Offering earnings guidance above analyst expectations is obviously a bullish sign because, over time, earnings growth follows sales growth. And when a company predicts greater sales or profits, we expect its stock price to soon follow.
Biotech Dendreon recently said fourth-quarter revenues were going to be around $85.5 million, or $81.6 million -- a 5% increase -- on an adjusted basis, better than the $80.7 million Wall Street was anticipating, and it seemed to regain momentum as sales also rose sequentially. With a keener focus on community urologists, it tacked on a 25% increase in that market. The community segment now represents 71% of revenues, much better than the 58% it accounted for last year.
While community oncologists saw just a 4% rise this quarter, it indicates that Dendreon is gaining traction. The division had been flat in the third quarter, though that, in itself , was an improvement from the decline it registered in the second.
It's been a rough year for the biotech, which finds its stock some 60% below its 52-week highs. On the bright side, however, shares have gained sharply from their October lows, rising 80% in less than three months time.
Now don't go blindly buying -- or selling -- on this bullish sentiment, because you still need to do some research. Even if it looks like the situation is improving, we can only use the announcement as a jumping-off point for additional research.
Just the facts
Confronted, on the one hand, with the possibility that its prostate cancer fighting therapy Provenge might face a longer hill to climb before gaining widespread acceptance, and growing competition on the other, Dendreon smartly decided to pare down to its essentials, and focus on the task at hand. It sold off its New Jersey manufacturing facility to pharma giant Novartis, laid off 600 employees, and committed to reduced expenses. At the same time, though, it's looking to Europe to expand its market opportunity and potentially double sales in a single stroke.
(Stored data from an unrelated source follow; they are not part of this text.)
//! Workspace provisioners: git worktrees and plain directory copies

use std::collections::HashMap;
use std::path::{Path, PathBuf};
use std::sync::Mutex;

use async_trait::async_trait;
use serde::{Deserialize, Serialize};
use tokio::process::Command;
use tracing::{debug, info, warn};

/// Error types for workspace operations
#[derive(Debug, thiserror::Error)]
pub enum WorkspaceError {
    #[error("Failed to create workspace: {0}")]
    CreateFailed(String),

    #[error("Failed to remove workspace: {0}")]
    RemoveFailed(String),

    #[error("Workspace already in use: {0}")]
    InUse(String),

    #[error("Workspace not found: {0}")]
    NotFound(String),

    #[error("Disk space error: {0}")]
    DiskSpace(String),

    #[error("Git command failed: {0}")]
    GitError(String),

    #[error("Workspace I/O error: {0}")]
    Io(#[from] std::io::Error),
}

/// Creates and destroys isolated working directories
///
/// A path returned by `create` belongs to the caller alone until `destroy`.
#[async_trait]
pub trait WorkspaceProvisioner: Send + Sync {
    async fn create(&self, id: &str, base_ref: Option<&str>) -> Result<PathBuf, WorkspaceError>;
    async fn destroy(&self, path: &Path) -> Result<(), WorkspaceError>;
}

#[derive(Debug, Clone, Copy, Default, PartialEq, Eq, Serialize, Deserialize)]
#[serde(rename_all = "lowercase")]
pub enum WorkspaceKind {
    #[default]
    Git,
    Copy,
}

/// Configuration for workspace provisioning
#[derive(Debug, Clone, PartialEq, Serialize, Deserialize)]
#[serde(default)]
pub struct WorkspaceConfig {
    pub kind: WorkspaceKind,

    /// Directory holding one workspace per work item
    #[serde(rename = "base-dir")]
    pub base_dir: PathBuf,

    /// Repository (git) or tree (copy) workspaces are made from
    pub source: PathBuf,

    #[serde(rename = "branch-prefix")]
    pub branch_prefix: String,

    /// Refuse to create git worktrees below this much free space; 0 disables
    #[serde(rename = "min-disk-space-gb")]
    pub min_disk_space_gb: u64,
}

impl Default for WorkspaceConfig {
    fn default() -> Self {
        Self {
            kind: WorkspaceKind::Git,
            base_dir: std::env::temp_dir().join("fixforward").join("workspaces"),
            source: PathBuf::from("."),
            branch_prefix: "fixforward".to_string(),
            min_disk_space_gb: 1,
        }
    }
}

/// Ids and paths currently handed out
#[derive(Debug, Default)]
struct LiveSet {
    paths: Mutex<HashMap<PathBuf, String>>,
}

impl LiveSet {
    fn claim(&self, id: &str, path: &Path) -> Result<(), WorkspaceError> {
        let mut paths = self.paths.lock().unwrap_or_else(|e| e.into_inner());
        if paths.contains_key(path) || paths.values().any(|live| live == id) {
            debug!(%id, "LiveSet::claim: already live");
            return Err(WorkspaceError::InUse(id.to_string()));
        }
        paths.insert(path.to_path_buf(), id.to_string());
        Ok(())
    }

    fn id_of(&self, path: &Path) -> Option<String> {
        self.paths.lock().unwrap_or_else(|e| e.into_inner()).get(path).cloned()
    }

    fn release(&self, path: &Path) {
        self.paths.lock().unwrap_or_else(|e| e.into_inner()).remove(path);
    }

    fn len(&self) -> usize {
        self.paths.lock().unwrap_or_else(|e| e.into_inner()).len()
    }
}

fn validate_id(id: &str) -> Result<(), WorkspaceError> {
    checkpointstore::validate_session_id(id).map_err(|e| WorkspaceError::CreateFailed(e.to_string()))
}

async fn git(args: &[&str], dir: &Path) -> Result<std::process::Output, WorkspaceError> {
    debug!(?args, dir = %dir.display(), "git: called");
    Command::new("git")
        .args(args)
        .current_dir(dir)
        .output()
        .await
        .map_err(|e| WorkspaceError::GitError(e.to_string()))
}

/// One git worktree per work item, on its own branch
pub struct GitWorktreeProvisioner {
    config: WorkspaceConfig,
    live: LiveSet,
}

impl GitWorktreeProvisioner {
    pub fn new(config: WorkspaceConfig) -> Self {
        debug!(?config, "GitWorktreeProvisioner::new: called");
        Self {
            config,
            live: LiveSet::default(),
        }
    }

    pub fn branch_name(&self, id: &str) -> String {
        format!("{}/{}", self.config.branch_prefix, id)
    }

    pub fn live_count(&self) -> usize {
        self.live.len()
    }

    async fn ensure_disk_space(&self) -> Result<(), WorkspaceError> {
        if self.config.min_disk_space_gb == 0 {
            debug!("GitWorktreeProvisioner::ensure_disk_space: check disabled");
            return Ok(());
        }
        let available_gb = self.check_disk_space().await?;
        if available_gb < self.config.min_disk_space_gb {
            return Err(WorkspaceError::DiskSpace(format!(
                "Only {}GB available, need {}GB minimum",
                available_gb, self.config.min_disk_space_gb
            )));
        }
        debug!(available_gb, "GitWorktreeProvisioner::ensure_disk_space: sufficient disk space");
        Ok(())
    }

    /// Available space in GB on the base directory's filesystem
    async fn check_disk_space(&self) -> Result<u64, WorkspaceError> {
        let output = Command::new("df")
            .arg("-BG")
            .arg(&self.config.base_dir)
            .output()
            .await
            .map_err(|e| WorkspaceError::DiskSpace(format!("Failed to check disk space: {}", e)))?;

        let stdout = String::from_utf8_lossy(&output.stdout);
        // "Filesystem 1G-blocks Used Available Use% Mounted on", values on line 2
        for line in stdout.lines().skip(1) {
            let parts: Vec<&str> = line.split_whitespace().collect();
            if parts.len() >= 4
                && let Ok(gb) = parts[3].trim_end_matches('G').parse::<u64>()
            {
                return Ok(gb);
            }
        }
        debug!("GitWorktreeProvisioner::check_disk_space: unparseable df output");
        Ok(u64::MAX)
    }

    async fn remove_worktree(&self, path: &Path, id: &str) -> Result<(), WorkspaceError> {
        let path_arg = path.to_string_lossy();
        let output = git(&["worktree", "remove", &path_arg, "--force"], &self.config.source).await?;
        if !output.status.success() {
            let stderr = String::from_utf8_lossy(&output.stderr);
            if !stderr.contains("is not a working tree") {
                return Err(WorkspaceError::RemoveFailed(stderr.trim().to_string()));
            }
            debug!("GitWorktreeProvisioner::remove_worktree: not a worktree, removing directory");
            if path.exists() {
                tokio::fs::remove_dir_all(path).await?;
            }
        }
        let branch = self.branch_name(id);
        let _ = git(&["branch", "-D", &branch], &self.config.source).await;
        let _ = git(&["worktree", "prune"], &self.config.source).await;
        Ok(())
    }
}

#[async_trait]
impl WorkspaceProvisioner for GitWorktreeProvisioner {
    async fn create(&self, id: &str, base_ref: Option<&str>) -> Result<PathBuf, WorkspaceError> {
        debug!(%id, ?base_ref, "GitWorktreeProvisioner::create: called");
        validate_id(id)?;
        let path = self.config.base_dir.join(id);
        self.live.claim(id, &path)?;

        let result: Result<PathBuf, WorkspaceError> = async {
            tokio::fs::create_dir_all(&self.config.base_dir)
                .await
                .map_err(|e| WorkspaceError::CreateFailed(format!("Failed to create base dir: {}", e)))?;
            self.ensure_disk_space().await?;

            if path.exists() {
                warn!(path = %path.display(), "Removing stale workspace");
                self.remove_worktree(&path, id).await?;
            }

            let branch = self.branch_name(id);
            let path_arg = path.to_string_lossy();
            let output = git(
                &["worktree", "add", &path_arg, "-B", &branch, base_ref.unwrap_or("HEAD")],
                &self.config.source,
            )
            .await?;
            if !output.status.success() {
                return Err(WorkspaceError::CreateFailed(
                    String::from_utf8_lossy(&output.stderr).trim().to_string(),
                ));
            }
            info!(path = %path.display(), %branch, "Created worktree");
            Ok(path.clone())
        }
        .await;

        if result.is_err() {
            self.live.release(&path);
        }
        result
    }

    async fn destroy(&self, path: &Path) -> Result<(), WorkspaceError> {
        debug!(path = %path.display(), "GitWorktreeProvisioner::destroy: called");
        let id = self
            .live
            .id_of(path)
            .or_else(|| path.file_name().map(|n| n.to_string_lossy().to_string()))
            .ok_or_else(|| WorkspaceError::NotFound(path.display().to_string()))?;

        if !path.exists() {
            warn!(path = %path.display(), "Worktree does not exist, skipping removal");
            self.live.release(path);
            return Ok(());
        }

        let result = self.remove_worktree(path, &id).await;
        if result.is_ok() {
            info!(%id, "Removed worktree");
            self.live.release(path);
        }
        result
    }
}

/// Plain recursive copy of a source tree per work item
pub struct CopyProvisioner {
    config: WorkspaceConfig,
    live: LiveSet,
}

impl CopyProvisioner {
    pub fn new(config: WorkspaceConfig) -> Self {
        debug!(?config, "CopyProvisioner::new: called");
        Self {
            config,
            live: LiveSet::default(),
        }
    }

    pub fn live_count(&self) -> usize {
        self.live.len()
    }
}

fn copy_tree(source: &Path, dest: &Path) -> Result<u64, WorkspaceError> {
    let mut copied = 0;
    std::fs::create_dir_all(dest)?;
    for entry in walkdir::WalkDir::new(source).follow_links(false) {
        let entry = entry.map_err(|e| WorkspaceError::CreateFailed(e.to_string()))?;
        let relative = entry
            .path()
            .strip_prefix(source)
            .map_err(|e| WorkspaceError::CreateFailed(e.to_string()))?;
        if relative.as_os_str().is_empty() {
            continue;
        }
        let target = dest.join(relative);
        let file_type = entry.file_type();
        if file_type.is_dir() {
            std::fs::create_dir_all(&target)?;
        } else if file_type.is_symlink() {
            #[cfg(unix)]
            {
                let link = std::fs::read_link(entry.path())?;
                std::os::unix::fs::symlink(link, &target)?;
            }
        } else {
            std::fs::copy(entry.path(), &target)?;
            copied += 1;
        }
    }
    Ok(copied)
}

#[async_trait]
impl WorkspaceProvisioner for CopyProvisioner {
    async fn create(&self, id: &str, _base_ref: Option<&str>) -> Result<PathBuf, WorkspaceError> {
        debug!(%id, "CopyProvisioner::create: called");
        validate_id(id)?;
        let path = self.config.base_dir.join(id);
        self.live.claim(id, &path)?;

        let source = self.config.source.clone();
        let dest = path.clone();
        let result = tokio::task::spawn_blocking(move || {
            if dest.exists() {
                std::fs::remove_dir_all(&dest)?;
            }
            copy_tree(&source, &dest)
        })
        .await
        .map_err(|e| WorkspaceError::CreateFailed(e.to_string()))
        .and_then(|r| r);

        match result {
            Ok(files) => {
                info!(path = %path.display(), files, "Created workspace copy");
                Ok(path)
            }
            Err(e) => {
                self.live.release(&path);
                Err(e)
            }
        }
    }

    async fn destroy(&self, path: &Path) -> Result<(), WorkspaceError> {
        debug!(path = %path.display(), "CopyProvisioner::destroy: called");
        if path.exists() {
            tokio::fs::remove_dir_all(path)
                .await
                .map_err(|e| WorkspaceError::RemoveFailed(e.to_string()))?;
        } else {
            warn!(path = %path.display(), "Workspace does not exist, skipping removal");
        }
        self.live.release(path);
        Ok(())
    }
}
It's going to have to hurry, because the competitive pressures mounting here at home are going to be just as intense in Europe. Johnson & Johnson's Zytiga has quickly become the first line of defense in the treatment of prostate cancer, even if they follow up with Provenge afterwards. Indeed, Dendreon is counting on its study testing Provenge with Zytiga to convince doctors that, if they're going to prescribe J&J's drug, they ought to prescribe their own, too, to use all of the arrows in their quiver and not make it an either/or decision.
It may be that Provenge is best used as a combination drug with other treatments, sort of a cocktail of drugs, like those used to fight HIV and hepatitis C. Dendreon also plans on testing it with Xtandi, which is being developed by Medivation and Astellas Pharma.
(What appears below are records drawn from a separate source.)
//! Backoff - retry policy evaluation and a retry driver
//!
//! Delay for attempt `n` (1-based), before jitter:
//! - exponential: `base * coefficient^(n-1)`
//! - linear: `base * n`
//! - constant: `base`
//!
//! All strategies are capped at `max-delay-ms`. Jitter then multiplies the
//! delay by a uniform factor in `[1 - jitter, 1 + jitter]`.

use std::future::Future;
use std::time::Duration;

use rand::Rng;
use serde::{Deserialize, Serialize};
use tokio_util::sync::CancellationToken;
use tracing::{debug, warn};

use crate::error::{Classified, ErrorKind};

/// How the delay grows between attempts
#[derive(Debug, Clone, Copy, PartialEq, Eq, Serialize, Deserialize)]
#[serde(rename_all = "kebab-case")]
pub enum BackoffStrategy {
    Exponential,
    Linear,
    Constant,
}

/// Immutable retry policy
#[derive(Debug, Clone, PartialEq, Serialize, Deserialize)]
#[serde(default)]
pub struct RetryPolicy {
    /// Total attempts including the first call
    #[serde(rename = "max-attempts")]
    pub max_attempts: u32,

    #[serde(rename = "base-delay-ms")]
    pub base_delay_ms: u64,

    #[serde(rename = "max-delay-ms")]
    pub max_delay_ms: u64,

    /// Fraction in [0, 1]
    pub jitter: f64,

    /// Growth factor for the exponential strategy
    pub coefficient: f64,

    pub strategy: BackoffStrategy,

    /// Error kinds this policy retries
    #[serde(rename = "retry-on")]
    pub retry_on: Vec<ErrorKind>,
}

impl Default for RetryPolicy {
    fn default() -> Self {
        Self {
            max_attempts: 3,
            base_delay_ms: 1_000,
            max_delay_ms: 60_000,
            jitter: 0.1,
            coefficient: 2.0,
            strategy: BackoffStrategy::Exponential,
            retry_on: vec![ErrorKind::Transient],
        }
    }
}

impl RetryPolicy {
    pub fn exponential(base: Duration, max: Duration) -> Self {
        Self {
            base_delay_ms: base.as_millis() as u64,
            max_delay_ms: max.as_millis() as u64,
            strategy: BackoffStrategy::Exponential,
            ..Default::default()
        }
    }

    pub fn linear(base: Duration, max: Duration) -> Self {
        Self {
            base_delay_ms: base.as_millis() as u64,
            max_delay_ms: max.as_millis() as u64,
            strategy: BackoffStrategy::Linear,
            ..Default::default()
        }
    }

    pub fn constant(delay: Duration) -> Self {
        Self {
            base_delay_ms: delay.as_millis() as u64,
            max_delay_ms: delay.as_millis() as u64,
            strategy: BackoffStrategy::Constant,
            ..Default::default()
        }
    }

    pub fn with_max_attempts(mut self, max_attempts: u32) -> Self {
        self.max_attempts = max_attempts;
        self
    }

    pub fn with_jitter(mut self, jitter: f64) -> Self {
        self.jitter = jitter;
        self
    }

    pub fn with_coefficient(mut self, coefficient: f64) -> Self {
        self.coefficient = coefficient;
        self
    }

    pub fn with_retry_on(mut self, kinds: impl IntoIterator<Item = ErrorKind>) -> Self {
        self.retry_on = kinds.into_iter().collect();
        self
    }

    /// Whether the policy applies to this error kind
    pub fn retries(&self, kind: ErrorKind) -> bool {
        self.retry_on.contains(&kind)
    }
}

/// Delay before retry number `attempt`, without jitter
///
/// `attempt` is 1-based; 0 is treated as 1.
pub fn base_delay(attempt: u32, policy: &RetryPolicy) -> Duration {
    let attempt = attempt.max(1);
    let base = policy.base_delay_ms as f64;
    let max = policy.max_delay_ms as f64;

    let raw = match policy.strategy {
        BackoffStrategy::Exponential => {
            // a coefficient below 1 would make delays shrink
            let coefficient = if policy.coefficient.is_finite() {
                policy.coefficient.max(1.0)
            } else {
                1.0
            };
            let exponent = (attempt - 1).min(i32::MAX as u32) as i32;
            base * coefficient.powi(exponent)
        }
        BackoffStrategy::Linear => base * attempt as f64,
        BackoffStrategy::Constant => base,
    };

    Duration::from_millis(raw.min(max).max(0.0) as u64)
}

/// Delay before retry number `attempt`, with jitter applied
pub fn next_delay(attempt: u32, policy: &RetryPolicy) -> Duration {
    let delay = base_delay(attempt, policy);
    let jitter = if policy.jitter.is_finite() {
        policy.jitter.clamp(0.0, 1.0)
    } else {
        0.0
    };
    if jitter == 0.0 || delay.is_zero() {
        return delay;
    }

    let factor = rand::rng().random_range((1.0 - jitter)..=(1.0 + jitter));
    let jittered = delay.mul_f64(factor);
    jittered.min(Duration::from_millis(policy.max_delay_ms))
}

/// Retry driver bound to a policy
#[derive(Debug, Clone)]
pub struct Backoff {
    policy: RetryPolicy,
    cancel: Option<CancellationToken>,
}

impl Backoff {
    pub fn new(policy: RetryPolicy) -> Self {
        debug!(?policy, "Backoff::new: called");
        Self { policy, cancel: None }
    }

    /// Abort waiting between attempts when the token fires
    pub fn with_cancel(mut self, cancel: CancellationToken) -> Self {
        self.cancel = Some(cancel);
        self
    }

    pub fn policy(&self) -> &RetryPolicy {
        &self.policy
    }

    pub fn next_delay(&self, attempt: u32) -> Duration {
        next_delay(attempt, &self.policy)
    }

    /// Call `operation` until it succeeds or the policy gives up
    ///
    /// The closure receives the 1-based attempt number. Errors whose kind is
    /// not in the retryable set, the error of the last allowed attempt, and
    /// the pending error when cancelled are returned unchanged. Only apply
    /// this to operations that are safe to repeat.
    pub async fn retry<T, E, F, Fut>(&self, mut operation: F) -> Result<T, E>
    where
        E: Classified + std::fmt::Display,
        F: FnMut(u32) -> Fut,
        Fut: Future<Output = Result<T, E>>,
    {
        let mut attempt = 1u32;
        loop {
            debug!(attempt, max_attempts = self.policy.max_attempts, "retry: calling operation");
            let err = match operation(attempt).await {
                Ok(value) => return Ok(value),
                Err(err) => err,
            };

            let kind = err.error_kind();
            if !self.policy.retries(kind) {
                debug!(attempt, %kind, "retry: kind not retryable, giving up");
                return Err(err);
            }
            if attempt >= self.policy.max_attempts {
                debug!(attempt, %kind, "retry: attempts exhausted");
                return Err(err);
            }

            let delay = self.next_delay(attempt);
            warn!(attempt, %kind, delay_ms = delay.as_millis() as u64, error = %err, "Retrying after failure");

            match &self.cancel {
                Some(cancel) => {
                    tokio::select! {
                        _ = tokio::time::sleep(delay) => {}
                        _ = cancel.cancelled() => {
                            debug!(attempt, "retry: cancelled while waiting");
                            return Err(err);
                        }
                    }
                }
                None => tokio::time::sleep(delay).await,
            }
            attempt += 1;
        }
    }
}

#[cfg(test)]
mod tests {
    use super::*;
    use proptest::prelude::*;
    use std::sync::Arc;
    use std::sync::atomic::{AtomicU32, Ordering};

    #[derive(Debug)]
    struct TestError(ErrorKind);

    impl std::fmt::Display for TestError {
        fn fmt(&self, f: &mut std::fmt::Formatter<'_>) -> std::fmt::Result {
            write!(f, "test error ({})", self.0)
        }
    }

    impl Classified for TestError {
        fn error_kind(&self) -> ErrorKind {
            self.0
        }
    }

    fn fast_policy() -> RetryPolicy {
        RetryPolicy::constant(Duration::from_millis(1)).with_jitter(0.0)
    }

    #[test]
    fn test_exponential_delays() {
        let policy = RetryPolicy::exponential(Duration::from_millis(100), Duration::from_millis(1_000));
        assert_eq!(base_delay(1, &policy), Duration::from_millis(100));
        assert_eq!(base_delay(2, &policy), Duration::from_millis(200));
        assert_eq!(base_delay(3, &policy), Duration::from_millis(400));
        assert_eq!(base_delay(4, &policy), Duration::from_millis(800));
        assert_eq!(base_delay(5, &policy), Duration::from_millis(1_000));
        assert_eq!(base_delay(500, &policy), Duration::from_millis(1_000));
    }

    #[test]
    fn test_linear_and_constant_delays() {
        let linear = RetryPolicy::linear(Duration::from_millis(50), Duration::from_millis(120));
        assert_eq!(base_delay(1, &linear), Duration::from_millis(50));
        assert_eq!(base_delay(2, &linear), Duration::from_millis(100));
        assert_eq!(base_delay(3, &linear), Duration::from_millis(120));

        let constant = RetryPolicy::constant(Duration::from_millis(75));
        assert_eq!(base_delay(1, &constant), Duration::from_millis(75));
        assert_eq!(base_delay(9, &constant), Duration::from_millis(75));
    }

    #[test]
    fn test_jitter_stays_in_band() {
        let policy = RetryPolicy::constant(Duration::from_millis(1_000))
            .with_jitter(0.25)
            .with_max_attempts(5);
        let policy = RetryPolicy {
            max_delay_ms: 10_000,
            ..policy
        };
        for _ in 0..200 {
            let delay = next_delay(1, &policy).as_millis();
            assert!((750..=1_250).contains(&delay), "delay {} out of band", delay);
        }
    }

    proptest! {
        #[test]
        fn prop_exponential_monotonic_and_capped(
            base in 1u64..5_000,
            max in 1u64..120_000,
            coefficient in 0.5f64..4.0,
            attempt in 1u32..64,
        ) {
            let policy = RetryPolicy {
                base_delay_ms: base,
                max_delay_ms: max,
                coefficient,
                jitter: 0.0,
                ..Default::default()
            };
            let this = base_delay(attempt, &policy);
            let next = base_delay(attempt + 1, &policy);
            prop_assert!(this <= next);
            prop_assert!(next <= Duration::from_millis(max));
        }

        #[test]
        fn prop_jittered_never_exceeds_max(
            base in 1u64..5_000,
            max in 1u64..60_000,
            jitter in 0.0f64..1.0,
            attempt in 1u32..32,
        ) {
            let policy = RetryPolicy {
                base_delay_ms: base,
                max_delay_ms: max,
                jitter,
                ..Default::default()
            };
            prop_assert!(next_delay(attempt, &policy) <= Duration::from_millis(max));
        }
    }

    #[tokio::test]
    async fn test_retry_succeeds_after_transient_failures() {
        let calls = Arc::new(AtomicU32::new(0));
        let backoff = Backoff::new(fast_policy().with_max_attempts(5));

        let counter = calls.clone();
        let result: Result<&str, TestError> = backoff
            .retry(|_attempt| {
                let counter = counter.clone();
                async move {
                    if counter.fetch_add(1, Ordering::SeqCst) < 2 {
                        Err(TestError(ErrorKind::Transient))
                    } else {
                        Ok("patched")
                    }
                }
            })
            .await;

        assert_eq!(result.unwrap(), "patched");
        assert_eq!(calls.load(Ordering::SeqCst), 3);
    }

    #[tokio::test]
    async fn test_retry_gives_up_after_max_attempts() {
        let calls = Arc::new(AtomicU32::new(0));
        let backoff = Backoff::new(fast_policy().with_max_attempts(3));

        let counter = calls.clone();
        let result: Result<(), TestError> = backoff
            .retry(|_| {
                counter.fetch_add(1, Ordering::SeqCst);
                async { Err(TestError(ErrorKind::Transient)) }
            })
            .await;

        assert_eq!(result.unwrap_err().0, ErrorKind::Transient);
        assert_eq!(calls.load(Ordering::SeqCst), 3);
    }

    #[tokio::test]
    async fn test_retry_does_not_retry_other_kinds() {
        let calls = Arc::new(AtomicU32::new(0));
        let backoff = Backoff::new(fast_policy().with_max_attempts(5));

        let counter = calls.clone();
        let result: Result<(), TestError> = backoff
            .retry(|_| {
                counter.fetch_add(1, Ordering::SeqCst);
                async { Err(TestError(ErrorKind::Permanent)) }
            })
            .await;

        assert_eq!(result.unwrap_err().0, ErrorKind::Permanent);
        assert_eq!(calls.load(Ordering::SeqCst), 1);
    }

    #[tokio::test]
    async fn test_retry_stops_waiting_when_cancelled() {
        let cancel = CancellationToken::new();
        let backoff = Backoff::new(
            RetryPolicy::constant(Duration::from_secs(60))
                .with_jitter(0.0)
                .with_max_attempts(10),
        )
        .with_cancel(cancel.clone());

        cancel.cancel();
        let result: Result<(), TestError> = tokio::time::timeout(
            Duration::from_secs(5),
            backoff.retry(|_| async { Err(TestError(ErrorKind::Transient)) }),
        )
        .await
        .expect("retry should return promptly once cancelled");

        assert_eq!(result.unwrap_err().0, ErrorKind::Transient);
    }
}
Between a rock and a hard place
Prostate cancer is quickly becoming a hot market for biopharmaceuticals. It's the most common form of cancer in men in the U.S., with more than 240,000 new cases diagnosed annually. Although Dendreon was first to market after Provenge surmounted a wall of doubt, and won FDA approval by surpassing the efficacy and safety of Sanofi's Taxotere, Zytiga has really taken the industry by storm, and now has received expanded approval from the European Commission.
While Zytiga has won expanded approval at home, too, I wonder how much that will actually impact the market. The new indications now allow the drug to be administered before chemotherapy has been tried, but because Zytiga essentially completely castrates a man chemically, it seems that doctors and patients may want to try other routes first before deciding on this drastic course. It's a difficult choice regardless: The cancer being treated has spread beyond the prostate to other areas of the body, so getting it in check is vital, yet losing what defines one's masculinity is not to be taken lightly.
To its credit, Dendreon has indicated that it's not willing to cede the field to its rivals and will, in fact, be making its case more aggressively and directly to consumers with a big marketing campaign. The Motley Fool's health-care analyst, David Williamson, expects these ads will highlight Provenge being used in conjunction with other treatments because, as noted above, that looks like it will be the best way to blunt Johnson & Johnson's lead here, at least allowing it to ride on its coattails to a certain extent.